*WORK REQUEST*:
Return each line of the listing that follows in which the string "collections" can be found.

*SUPPLIED RECORDS*:
^^^^

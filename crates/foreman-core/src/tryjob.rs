//! Netstring-framed try-job wire format, versions 1-5, plus the JSON
//! RPC variant used by the credentialed channel.
//!
//! A netstring is `<byte-length>:<payload>,` -- a decimal ASCII length,
//! a colon, exactly that many payload bytes, and a trailing comma.

use serde::{Deserialize, Serialize};
use serde_json::Value;

use crate::error::TryJobError;

/// Frames larger than this are rejected outright as malformed/hostile
/// input rather than parsed.
pub const NETSTRING_MAX: usize = 10 * 1024 * 1024;

/// A fully decoded try job, independent of which wire version produced
/// it.
#[derive(Debug, Clone, PartialEq, Serialize, Deserialize)]
pub struct TryJob {
    pub job_id: String,
    pub branch: Option<String>,
    pub baserev: Option<String>,
    pub patch_level: i32,
    pub patch_body: String,
    pub repository: Option<String>,
    pub project: Option<String>,
    pub who: Option<String>,
    pub comment: Option<String>,
    pub builder_names: Vec<String>,
    pub properties: std::collections::BTreeMap<String, Value>,
}

/// Read one netstring frame from `input`, returning the payload bytes
/// and the remaining unread input.
fn read_netstring(input: &[u8]) -> Result<(&[u8], &[u8]), TryJobError> {
    let colon = input
        .iter()
        .position(|&b| b == b':')
        .ok_or_else(|| TryJobError::BadJobfile("missing ':' in netstring length prefix".into()))?;
    let len_str = std::str::from_utf8(&input[..colon])
        .map_err(|_| TryJobError::BadJobfile("non-UTF8 netstring length".into()))?;
    let len: usize = len_str
        .parse()
        .map_err(|_| TryJobError::BadJobfile(format!("invalid netstring length: {len_str}")))?;
    if len > NETSTRING_MAX {
        return Err(TryJobError::FrameTooLarge(len, NETSTRING_MAX));
    }
    let body_start = colon + 1;
    let body_end = body_start
        .checked_add(len)
        .ok_or_else(|| TryJobError::BadJobfile("netstring length overflow".into()))?;
    if body_end >= input.len() || input[body_end] != b',' {
        return Err(TryJobError::BadJobfile("netstring missing trailing ','".into()));
    }
    Ok((&input[body_start..body_end], &input[body_end + 1..]))
}

fn write_netstring(out: &mut Vec<u8>, payload: &[u8]) {
    out.extend_from_slice(payload.len().to_string().as_bytes());
    out.push(b':');
    out.extend_from_slice(payload);
    out.push(b',');
}

fn non_empty(s: &str) -> Option<String> {
    if s.is_empty() { None } else { Some(s.to_string()) }
}

/// Parse a complete netstring-framed try-job submission, dispatching on
/// the first frame (the version string).
pub fn parse_tryjob(mut input: &[u8]) -> Result<TryJob, TryJobError> {
    let (version_bytes, rest) = read_netstring(input)?;
    let version = std::str::from_utf8(version_bytes)
        .map_err(|_| TryJobError::BadJobfile("non-UTF8 version frame".into()))?;
    input = rest;

    match version {
        "1" => parse_v1(input, 1),
        "2" => parse_v2(input, 2),
        "3" => parse_v3(input, 3),
        "4" => parse_v4(input, 4),
        "5" => parse_v5(input),
        other => Err(TryJobError::UnknownVersion(other.to_string())),
    }
}

fn read_field<'a>(input: &mut &'a [u8]) -> Result<&'a [u8], TryJobError> {
    let (field, rest) = read_netstring(input)?;
    *input = rest;
    Ok(field)
}

fn read_string_field(input: &mut &[u8]) -> Result<String, TryJobError> {
    let field = read_field(input)?;
    Ok(String::from_utf8_lossy(field).into_owned())
}

fn read_remaining_builders(input: &mut &[u8]) -> Result<Vec<String>, TryJobError> {
    let mut builders = Vec::new();
    while !input.is_empty() {
        builders.push(read_string_field(input)?);
    }
    Ok(builders)
}

fn parse_v1(mut input: &[u8], _version: u8) -> Result<TryJob, TryJobError> {
    let job_id = read_string_field(&mut input)?;
    let branch = non_empty(&read_string_field(&mut input)?);
    let baserev = non_empty(&read_string_field(&mut input)?);
    let patch_level: i32 = read_string_field(&mut input)?
        .parse()
        .map_err(|_| TryJobError::BadJobfile("invalid patchlevel".into()))?;
    let patch_body = read_string_field(&mut input)?;
    let builder_names = read_remaining_builders(&mut input)?;
    Ok(TryJob {
        job_id,
        branch,
        baserev,
        patch_level,
        patch_body,
        repository: None,
        project: None,
        who: None,
        comment: None,
        builder_names,
        properties: Default::default(),
    })
}

fn parse_v2(mut input: &[u8], _version: u8) -> Result<TryJob, TryJobError> {
    let job_id = read_string_field(&mut input)?;
    let branch = non_empty(&read_string_field(&mut input)?);
    let baserev = non_empty(&read_string_field(&mut input)?);
    let patch_level: i32 = read_string_field(&mut input)?
        .parse()
        .map_err(|_| TryJobError::BadJobfile("invalid patchlevel".into()))?;
    let patch_body = read_string_field(&mut input)?;
    let repository = non_empty(&read_string_field(&mut input)?);
    let project = non_empty(&read_string_field(&mut input)?);
    let builder_names = read_remaining_builders(&mut input)?;
    Ok(TryJob {
        job_id,
        branch,
        baserev,
        patch_level,
        patch_body,
        repository,
        project,
        who: None,
        comment: None,
        builder_names,
        properties: Default::default(),
    })
}

fn parse_v3(mut input: &[u8], _version: u8) -> Result<TryJob, TryJobError> {
    let job_id = read_string_field(&mut input)?;
    let branch = non_empty(&read_string_field(&mut input)?);
    let baserev = non_empty(&read_string_field(&mut input)?);
    let patch_level: i32 = read_string_field(&mut input)?
        .parse()
        .map_err(|_| TryJobError::BadJobfile("invalid patchlevel".into()))?;
    let patch_body = read_string_field(&mut input)?;
    let repository = non_empty(&read_string_field(&mut input)?);
    let project = non_empty(&read_string_field(&mut input)?);
    let who = non_empty(&read_string_field(&mut input)?);
    let builder_names = read_remaining_builders(&mut input)?;
    Ok(TryJob {
        job_id,
        branch,
        baserev,
        patch_level,
        patch_body,
        repository,
        project,
        who,
        comment: None,
        builder_names,
        properties: Default::default(),
    })
}

fn parse_v4(mut input: &[u8], _version: u8) -> Result<TryJob, TryJobError> {
    let job_id = read_string_field(&mut input)?;
    let branch = non_empty(&read_string_field(&mut input)?);
    let baserev = non_empty(&read_string_field(&mut input)?);
    let patch_level: i32 = read_string_field(&mut input)?
        .parse()
        .map_err(|_| TryJobError::BadJobfile("invalid patchlevel".into()))?;
    let patch_body = read_string_field(&mut input)?;
    let repository = non_empty(&read_string_field(&mut input)?);
    let project = non_empty(&read_string_field(&mut input)?);
    let who = non_empty(&read_string_field(&mut input)?);
    let comment = non_empty(&read_string_field(&mut input)?);
    let builder_names = read_remaining_builders(&mut input)?;
    Ok(TryJob {
        job_id,
        branch,
        baserev,
        patch_level,
        patch_body,
        repository,
        project,
        who,
        comment,
        builder_names,
        properties: Default::default(),
    })
}

#[derive(Deserialize, Serialize)]
struct TryJobV5 {
    jobid: String,
    branch: String,
    baserev: String,
    patch_level: i32,
    patch_body: String,
    repository: String,
    project: String,
    who: Option<String>,
    comment: Option<String>,
    #[serde(rename = "builderNames")]
    builder_names: Vec<String>,
    #[serde(default)]
    properties: std::collections::BTreeMap<String, Value>,
}

fn parse_v5(mut input: &[u8]) -> Result<TryJob, TryJobError> {
    let json_bytes = read_field(&mut input)?;
    let parsed: TryJobV5 = serde_json::from_slice(json_bytes)
        .map_err(|e| TryJobError::BadJobfile(format!("invalid v5 JSON body: {e}")))?;
    Ok(TryJob {
        job_id: parsed.jobid,
        branch: non_empty(&parsed.branch),
        baserev: non_empty(&parsed.baserev),
        patch_level: parsed.patch_level,
        patch_body: parsed.patch_body,
        repository: non_empty(&parsed.repository),
        project: non_empty(&parsed.project),
        who: parsed.who,
        comment: parsed.comment,
        builder_names: parsed.builder_names,
        properties: parsed.properties,
    })
}

/// Serialize as v5 (the only version round-tripped in practice -- v1-4
/// are read-compatibility formats for older submission tools).
pub fn serialize_tryjob_v5(job: &TryJob) -> Vec<u8> {
    let payload = TryJobV5 {
        jobid: job.job_id.clone(),
        branch: job.branch.clone().unwrap_or_default(),
        baserev: job.baserev.clone().unwrap_or_default(),
        patch_level: job.patch_level,
        patch_body: job.patch_body.clone(),
        repository: job.repository.clone().unwrap_or_default(),
        project: job.project.clone().unwrap_or_default(),
        who: job.who.clone(),
        comment: job.comment.clone(),
        builder_names: job.builder_names.clone(),
        properties: job.properties.clone(),
    };
    let json = serde_json::to_vec(&payload).expect("TryJobV5 always serializes");
    let mut out = Vec::new();
    write_netstring(&mut out, b"5");
    write_netstring(&mut out, &json);
    out
}

/// The reason string used for a try buildset.
pub fn try_job_reason(job: &TryJob) -> String {
    match (&job.who, &job.comment) {
        (Some(who), Some(comment)) => format!("'try' job by user {who} ({comment})"),
        (Some(who), None) => format!("'try' job by user {who}"),
        (None, _) => "'try' job".to_string(),
    }
}

#[cfg(test)]
mod tests {
    use super::*;

    fn netstring(s: &str) -> Vec<u8> {
        let mut out = Vec::new();
        write_netstring(&mut out, s.as_bytes());
        out
    }

    fn concat(parts: &[Vec<u8>]) -> Vec<u8> {
        parts.iter().flat_map(|p| p.iter().copied()).collect()
    }

    #[test]
    fn parses_v1() {
        let input = concat(&[
            netstring("1"),
            netstring("job-1"),
            netstring("trunk"),
            netstring("abc123"),
            netstring("0"),
            netstring("diff --git a b"),
            netstring("builder-a"),
            netstring("builder-b"),
        ]);
        let job = parse_tryjob(&input).unwrap();
        assert_eq!(job.job_id, "job-1");
        assert_eq!(job.branch.as_deref(), Some("trunk"));
        assert_eq!(job.builder_names, vec!["builder-a", "builder-b"]);
        assert_eq!(job.repository, None);
    }

    #[test]
    fn empty_branch_and_baserev_become_absent() {
        let input = concat(&[
            netstring("1"),
            netstring("job-1"),
            netstring(""),
            netstring(""),
            netstring("0"),
            netstring("diff"),
        ]);
        let job = parse_tryjob(&input).unwrap();
        assert_eq!(job.branch, None);
        assert_eq!(job.baserev, None);
        assert!(job.builder_names.is_empty());
    }

    #[test]
    fn unknown_version_is_bad_jobfile() {
        let input = concat(&[netstring("99"), netstring("whatever")]);
        assert!(matches!(parse_tryjob(&input), Err(TryJobError::UnknownVersion(_))));
    }

    #[test]
    fn oversized_frame_is_rejected() {
        let mut input = Vec::new();
        input.extend_from_slice(format!("{}:", NETSTRING_MAX + 1).as_bytes());
        assert!(matches!(parse_tryjob(&input), Err(TryJobError::FrameTooLarge(_, _))));
    }

    /// Matches the documented try-job JSON reason format.
    #[test]
    fn parses_v5_json() {
        let json = serde_json::json!({
            "jobid": "x",
            "branch": "trunk",
            "baserev": "1",
            "patch_level": 1,
            "patch_body": "diff",
            "repository": "r",
            "project": "p",
            "who": "u",
            "comment": "c",
            "builderNames": ["a", "c"],
            "properties": {"k": "v"}
        });
        let body = serde_json::to_vec(&json).unwrap();
        let input = concat(&[netstring("5"), {
            let mut out = Vec::new();
            write_netstring(&mut out, &body);
            out
        }]);
        let job = parse_tryjob(&input).unwrap();
        assert_eq!(job.job_id, "x");
        assert_eq!(job.builder_names, vec!["a", "c"]);
        assert_eq!(try_job_reason(&job), "'try' job by user u (c)");
        assert_eq!(job.properties.get("k"), Some(&serde_json::json!("v")));
    }

    #[test]
    fn v5_roundtrips() {
        let job = TryJob {
            job_id: "job-1".to_string(),
            branch: Some("main".to_string()),
            baserev: Some("deadbeef".to_string()),
            patch_level: 1,
            patch_body: "diff".to_string(),
            repository: Some("repo".to_string()),
            project: Some("proj".to_string()),
            who: Some("alice".to_string()),
            comment: Some("fix it".to_string()),
            builder_names: vec!["a".to_string()],
            properties: Default::default(),
        };
        let wire = serialize_tryjob_v5(&job);
        let parsed = parse_tryjob(&wire).unwrap();
        assert_eq!(parsed, job);
    }
}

^^^^

*YOUR RESPONSE*:
    pub properties: std::collections::BTreeMap<String, Value>,
    properties: std::collections::BTreeMap<String, Value>,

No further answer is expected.